Data extract =>

□ □ □ □ □ □ □

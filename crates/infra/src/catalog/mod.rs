//! Catalog store seam.
//!
//! The catalog is owned by the CMS; the pipeline only searches it and writes
//! absolute quantities back. Every write carries the baseline it was decided
//! on so a concurrent update is detected instead of overwritten.

use std::sync::Arc;

use async_trait::async_trait;
use thiserror::Error;

use shelfsync_core::{ExpectedQuantity, ProductId, QuantityMismatch, TenantId};
use shelfsync_inventory::CatalogProduct;

pub mod in_memory;
#[cfg(feature = "postgres")]
pub mod postgres;

pub use in_memory::InMemoryCatalogStore;
#[cfg(feature = "postgres")]
pub use postgres::PostgresCatalogStore;

/// Catalog store operation error.
#[derive(Debug, Error, Clone, PartialEq, Eq)]
pub enum CatalogError {
    /// The store could not be reached (connection refused, pool exhausted, ...).
    #[error("catalog unavailable: {0}")]
    Unavailable(String),

    #[error("product {0} not found in catalog")]
    NotFound(ProductId),

    /// Conditional write rejected: the stored quantity moved since it was read.
    #[error("quantity changed concurrently (expected {expected}, found {actual})")]
    Concurrency { expected: i64, actual: i64 },

    #[error("catalog storage error: {0}")]
    Storage(String),
}

impl From<QuantityMismatch> for CatalogError {
    fn from(m: QuantityMismatch) -> Self {
        Self::Concurrency {
            expected: m.expected,
            actual: m.actual,
        }
    }
}

/// Tenant-scoped catalog access used by the matcher and the mutator.
#[async_trait]
pub trait CatalogStore: Send + Sync {
    /// Products whose title, SKU or tags contain `text` (case-insensitive),
    /// in the catalog's default ordering, at most `limit` of them.
    async fn find_by_name_contains(
        &self,
        tenant_id: TenantId,
        text: &str,
        limit: usize,
    ) -> Result<Vec<CatalogProduct>, CatalogError>;

    async fn get(
        &self,
        tenant_id: TenantId,
        product_id: ProductId,
    ) -> Result<Option<CatalogProduct>, CatalogError>;

    /// Set the absolute quantity and flag the product as quantity-tracked.
    ///
    /// Implementations must check `expected` and write atomically.
    async fn set_quantity(
        &self,
        tenant_id: TenantId,
        product_id: ProductId,
        expected: ExpectedQuantity,
        quantity: i64,
    ) -> Result<(), CatalogError>;
}

#[async_trait]
impl<S> CatalogStore for Arc<S>
where
    S: CatalogStore + ?Sized,
{
    async fn find_by_name_contains(
        &self,
        tenant_id: TenantId,
        text: &str,
        limit: usize,
    ) -> Result<Vec<CatalogProduct>, CatalogError> {
        (**self).find_by_name_contains(tenant_id, text, limit).await
    }

    async fn get(
        &self,
        tenant_id: TenantId,
        product_id: ProductId,
    ) -> Result<Option<CatalogProduct>, CatalogError> {
        (**self).get(tenant_id, product_id).await
    }

    async fn set_quantity(
        &self,
        tenant_id: TenantId,
        product_id: ProductId,
        expected: ExpectedQuantity,
        quantity: i64,
    ) -> Result<(), CatalogError> {
        (**self).set_quantity(tenant_id, product_id, expected, quantity).await
    }
}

□ □ □ □ □ □ □

To do => Every line above that holds the word "String" should be copied out.

Answer to this exercise =>
    Unavailable(String),
    Storage(String),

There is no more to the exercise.